**RECORDED INFORMATION**

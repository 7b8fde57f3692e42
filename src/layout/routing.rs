use tracing::debug;

use super::{LayoutState, Waypoint};
use crate::segment_tree::{PointMinTree, RangeAssignMaxTree, RangeMinMaxTree};

// ── Main column heuristics ──────────────────────────────────────────

/// An upward edge loops around the side of its source (instead of crossing
/// over to the nearest free column) when that costs at most this many extra
/// columns of horizontal travel.
const LOOP_COLUMN_SLACK: i32 = 2;

/// Added to the priority of upward edges so that, all else equal, downward
/// edges claim the inner offsets first.
const UPWARD_PRIORITY_PENALTY: i32 = 1;

/// Equally distant free columns on both sides: even edges of a node go left,
/// odd ones right, so sibling branches separate.
fn prefers_left(edge_index: usize) -> bool {
    edge_index % 2 == 0
}

#[derive(Debug, Clone, Copy, PartialEq, Eq, PartialOrd, Ord)]
enum EventKind {
    // edges are handled before the nodes of their own row are inserted
    Edge,
    Node,
}

/// Pick the edge column carrying the long vertical run of every edge.
///
/// Rows are swept top to bottom. A min tree over edge columns holds the last
/// row in which a node blocks each column, so "a column free between two
/// rows" is "a column whose value is below the top row", and the nearest one
/// on either side is a single tree search.
pub(super) fn select_main_columns(state: &mut LayoutState) {
    let mut events: Vec<(i32, EventKind, usize)> =
        Vec::with_capacity(state.nodes.len() + state.edges.len());
    for (idx, node) in state.nodes.iter().enumerate() {
        events.push((node.row, EventKind::Node, idx));
    }
    for (idx, edge) in state.edges.iter().enumerate() {
        let Some(to) = edge.to else {
            continue;
        };
        let row = (state.nodes[edge.from].row + 1).max(state.nodes[to].row);
        events.push((row, EventKind::Edge, idx));
    }
    events.sort_unstable();

    let mut blocked = PointMinTree::with_value(state.columns as usize + 1, -1);
    let mut side_columns = 0usize;
    for (_, kind, item) in events {
        if kind == EventKind::Node {
            let node = &state.nodes[item];
            blocked.set((node.col + 1) as usize, node.row);
            continue;
        }

        let edge = &state.edges[item];
        let Some(to) = edge.to else {
            continue;
        };
        let source = &state.nodes[edge.from];
        let target = &state.nodes[to];
        let top_row = (source.row + 1).min(target.row);
        let upward = target.row <= source.row;
        let source_col = source.col + 1;
        let target_col = target.col + 1;
        let is_free = |col: i32| blocked.get(col as usize) < top_row;

        let column = if is_free(source_col) {
            source_col
        } else if is_free(target_col) {
            target_col
        } else {
            side_columns += 1;
            let prefer_left = prefers_left(edge.index);
            nearest_free_column(&blocked, source_col, target_col, top_row, prefer_left, upward)
        };
        state.edges[item].main_column = column;
    }
    debug!(
        edges = state.edges.len(),
        side_columns, "main columns selected"
    );
}

fn nearest_free_column(
    blocked: &PointMinTree,
    source: i32,
    target: i32,
    top_row: i32,
    prefer_left: bool,
    upward: bool,
) -> i32 {
    let distance = |col: i32| (source - col).abs() + (target - col).abs();
    let (low, high) = (source.min(target), source.max(target));
    // the outermost edge columns never hold a node, so the left search
    // always finds something
    let left = blocked
        .rightmost_less_than(high as usize, top_row)
        .map(|col| col as i32);
    let right = blocked
        .leftmost_less_than(low as usize, top_row)
        .map(|col| col as i32);
    let mut best = match (left, right) {
        (Some(left), Some(right)) => {
            let (to_left, to_right) = (distance(left), distance(right));
            if to_left < to_right || (to_left == to_right && prefer_left) {
                left
            } else {
                right
            }
        }
        (Some(col), None) | (None, Some(col)) => col,
        (None, None) => 0,
    };

    if upward {
        let side = if target >= source { source + 1 } else { source - 1 };
        let free = side >= 0
            && (side as usize) < blocked.len()
            && blocked.get(side as usize) < top_row;
        if free && distance(side) <= distance(best) + LOOP_COLUMN_SLACK {
            best = side;
        }
    }
    best
}

// ── Rough routing ───────────────────────────────────────────────────

fn vertical(col: i32, end_row: i32) -> Waypoint {
    Waypoint {
        row: end_row,
        col,
        offset: 0,
        kind: 0,
    }
}

fn horizontal(gap_row: i32, end_col: i32) -> Waypoint {
    Waypoint {
        row: gap_row,
        col: end_col,
        offset: 0,
        kind: 0,
    }
}

/// Start and end of segment `idx` along its own axis, in doubled coordinates.
fn segment_span(points: &[Waypoint], idx: usize, source_row: i32) -> (i32, i32) {
    if idx % 2 == 0 {
        let start = if idx == 0 {
            2 * source_row + 1
        } else {
            2 * points[idx - 1].row
        };
        (start, points[idx].row)
    } else {
        (2 * points[idx - 1].col, points[idx].col)
    }
}

/// Expand every edge into at most five alternating segments: out of the
/// source, over to the main column, along it, over to the target column and
/// into the target. Vertical runs collapse when the main column is the
/// source's or the target's own column.
pub(super) fn route_edges(state: &mut LayoutState) {
    let mut routed = 0usize;
    for idx in 0..state.edges.len() {
        let edge = &state.edges[idx];
        let Some(to) = edge.to else {
            continue;
        };
        let source = &state.nodes[edge.from];
        let target = &state.nodes[to];
        let source_col = source.col + 1;
        let target_col = target.col + 1;
        let main = edge.main_column;
        let below_source = source.row + 1;
        let target_row = 2 * target.row + 1;

        let mut points = Vec::with_capacity(5);
        if main != source_col {
            points.push(vertical(source_col, 2 * below_source));
            points.push(horizontal(below_source, 2 * main));
        }
        if main == target_col {
            points.push(vertical(main, target_row));
        } else {
            points.push(vertical(main, 2 * target.row));
            points.push(horizontal(target.row, 2 * target_col));
            points.push(vertical(target_col, target_row));
        }

        let directions: Vec<i32> = (0..points.len())
            .map(|seg| {
                let (start, end) = segment_span(&points, seg, source.row);
                (end - start).signum()
            })
            .collect();
        let mut length = 0;
        for seg in 0..points.len() {
            let before = if seg == 0 { 0 } else { directions[seg - 1] };
            let after = directions.get(seg + 1).copied().unwrap_or(0);
            points[seg].kind = before + after;
            let (start, end) = segment_span(&points, seg, source.row);
            length += (end - start).abs();
        }

        let upward = target.row <= source.row;
        let priority = 2 * length + if upward { UPWARD_PRIORITY_PENALTY } else { 0 };
        let edge = &mut state.edges[idx];
        edge.points = points;
        edge.priority = priority;
        routed += 1;
    }
    debug!(routed, "edges roughly routed");
}

// ── Offset assignment ───────────────────────────────────────────────

/// A segment inside its lane (edge column or gap row), as seen by the offset
/// sweep.
#[derive(Debug, Clone, Copy)]
struct LaneSegment {
    lane: i32,
    /// Occupied closed range along the lane, doubled coordinates.
    low: i32,
    high: i32,
    kind: i32,
    length: i32,
    priority: i32,
    edge: usize,
    point: usize,
    spacing: i32,
    offset: i32,
}

impl LaneSegment {
    fn sort_key(&self) -> (i32, i32, i32, i32, usize, usize) {
        // bending left/up: short ones inside; bending right/down: long ones inside
        let length = if self.kind <= 0 {
            self.length
        } else {
            -self.length
        };
        (
            self.lane,
            self.kind,
            length,
            self.priority,
            self.edge,
            self.point,
        )
    }
}

/// Spacing between the stubs of a node: shrunk so that all of them still fit
/// under the node when there are many.
fn stub_spacing(width: i32, stubs: usize, spacing: i32) -> i32 {
    let stubs = i32::try_from(stubs).unwrap_or(i32::MAX);
    if stubs > 1 && stubs.saturating_mul(spacing) > width {
        (width / stubs).max(1).min(spacing)
    } else {
        spacing
    }
}

fn default_widths(lanes: usize, outer: i32, inner: i32) -> Vec<i32> {
    (0..lanes)
        .map(|lane| {
            if lane == 0 || lane + 1 == lanes {
                outer
            } else {
                inner
            }
        })
        .collect()
}

/// Give every segment an offset inside its lane so that segments sharing a
/// stretch of a lane never coincide, then reserve lane widths and centre the
/// independent groups of each lane.
pub(super) fn assign_offsets(state: &mut LayoutState) {
    let config = state.config;
    let edge_spacing_x = config.edge_horizontal_spacing;
    let edge_spacing_y = config.edge_vertical_spacing;

    let mut outgoing = vec![0usize; state.nodes.len()];
    for edge in &state.edges {
        if edge.to.is_some() {
            outgoing[edge.from] += 1;
        }
    }
    let incoming = state.incoming_counts();

    let mut vertical_segments = Vec::new();
    let mut horizontal_segments = Vec::new();
    for (edge_idx, edge) in state.edges.iter().enumerate() {
        let Some(to) = edge.to else {
            continue;
        };
        let source = &state.nodes[edge.from];
        let target = &state.nodes[to];
        let last = edge.points.len().saturating_sub(1);
        for (point_idx, point) in edge.points.iter().enumerate() {
            let (start, end) = segment_span(&edge.points, point_idx, source.row);
            let (mut low, mut high) = (start.min(end), start.max(end));
            let mut segment = LaneSegment {
                lane: 0,
                low,
                high,
                kind: point.kind,
                length: high - low,
                priority: edge.priority,
                edge: edge_idx,
                point: point_idx,
                spacing: edge_spacing_x,
                offset: 0,
            };
            if point_idx % 2 == 1 {
                segment.lane = point.row;
                segment.spacing = edge_spacing_y;
                horizontal_segments.push(segment);
                continue;
            }

            // a stub's end inside a node row belongs to the node
            if low % 2 == 1 {
                low += 1;
            }
            if high % 2 == 1 {
                high -= 1;
            }
            segment.lane = point.col;
            segment.low = low;
            segment.high = high.max(low);
            if point_idx == 0 {
                segment.spacing = segment.spacing.min(stub_spacing(
                    source.width,
                    outgoing[edge.from],
                    edge_spacing_x,
                ));
            }
            if point_idx == last {
                segment.spacing =
                    segment
                        .spacing
                        .min(stub_spacing(target.width, incoming[to], edge_spacing_x));
            }
            vertical_segments.push(segment);
        }
    }

    let columns = state.columns as usize + 1;
    let rows = state.rows as usize + 1;
    state.edge_column_width = assign_lane_offsets(
        &mut vertical_segments,
        2 * rows - 1,
        edge_spacing_x,
        default_widths(columns, edge_spacing_x, config.block_horizontal_spacing),
    );
    state.edge_row_height = assign_lane_offsets(
        &mut horizontal_segments,
        2 * columns - 1,
        edge_spacing_y,
        default_widths(rows, edge_spacing_y, config.block_vertical_spacing),
    );

    for segment in vertical_segments.iter().chain(&horizontal_segments) {
        state.edges[segment.edge].points[segment.point].offset = segment.offset;
    }
    debug!(
        vertical = vertical_segments.len(),
        horizontal = horizontal_segments.len(),
        "segment offsets assigned"
    );
}

/// Greedy sweep over one orientation. Returns the reserved width of every
/// lane.
fn assign_lane_offsets(
    segments: &mut [LaneSegment],
    extent: usize,
    spacing: i32,
    mut widths: Vec<i32>,
) -> Vec<i32> {
    segments.sort_by_key(LaneSegment::sort_key);

    // highest offset claimed so far along the current lane
    let mut claimed = RangeAssignMaxTree::with_value(extent, 0);
    for lane in segments.chunk_by_mut(|a, b| a.lane == b.lane) {
        let mut max_offset = 0;
        for segment in lane.iter_mut() {
            let (low, high) = (segment.low as usize, segment.high as usize + 1);
            let offset = claimed.range_max(low, high).saturating_add(segment.spacing);
            claimed.set_range(low, high, offset);
            segment.offset = offset;
            max_offset = max_offset.max(offset);
        }
        for segment in lane.iter() {
            claimed.set_range(segment.low as usize, segment.high as usize + 1, 0);
        }

        let Some(width) = widths.get_mut(lane[0].lane as usize) else {
            continue;
        };
        *width = (*width).max(max_offset.saturating_add(spacing));
        center_groups(lane, *width);
    }
    widths
}

/// Shift each maximal group of transitively overlapping segments of a lane so
/// that the group sits in the middle of the lane.
fn center_groups(lane: &mut [LaneSegment], width: i32) {
    let Some(start) = lane.iter().map(|segment| segment.low).min() else {
        return;
    };
    let end = lane.iter().map(|segment| segment.high).max().unwrap_or(start);
    let mut extents = RangeMinMaxTree::new((end - start + 1) as usize);
    for segment in lane.iter() {
        extents.widen_range(
            (segment.low - start) as usize,
            (segment.high - start + 1) as usize,
            segment.offset,
        );
    }

    lane.sort_by_key(|segment| (segment.low, segment.high, segment.offset));
    let mut group_start = 0;
    while group_start < lane.len() {
        let mut group_end = group_start + 1;
        let mut reach = lane[group_start].high;
        while group_end < lane.len() && lane[group_end].low <= reach {
            reach = reach.max(lane[group_end].high);
            group_end += 1;
        }

        let span = extents.range_min_max(
            (lane[group_start].low - start) as usize,
            (reach - start + 1) as usize,
        );
        let shift = (width - span.min - span.max).div_euclid(2);
        for segment in &mut lane[group_start..group_end] {
            segment.offset += shift;
        }
        group_start = group_end;
    }
}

**TRY IT**
The answer should consist of the lines from the first line of the entries through the line with "const UPWARD_PRIORITY_PENALTY: i32 = 1;", copied exactly.

**SOLVED PROBLEM**
repository 7b8fde57f3692e42
filename src/layout/routing.rs
use tracing::debug;

use super::{LayoutState, Waypoint};
use crate::segment_tree::{PointMinTree, RangeAssignMaxTree, RangeMinMaxTree};

// ── Main column heuristics ──────────────────────────────────────────

/// An upward edge loops around the side of its source (instead of crossing
/// over to the nearest free column) when that costs at most this many extra
/// columns of horizontal travel.
const LOOP_COLUMN_SLACK: i32 = 2;

/// Added to the priority of upward edges so that, all else equal, downward
/// edges claim the inner offsets first.
const UPWARD_PRIORITY_PENALTY: i32 = 1;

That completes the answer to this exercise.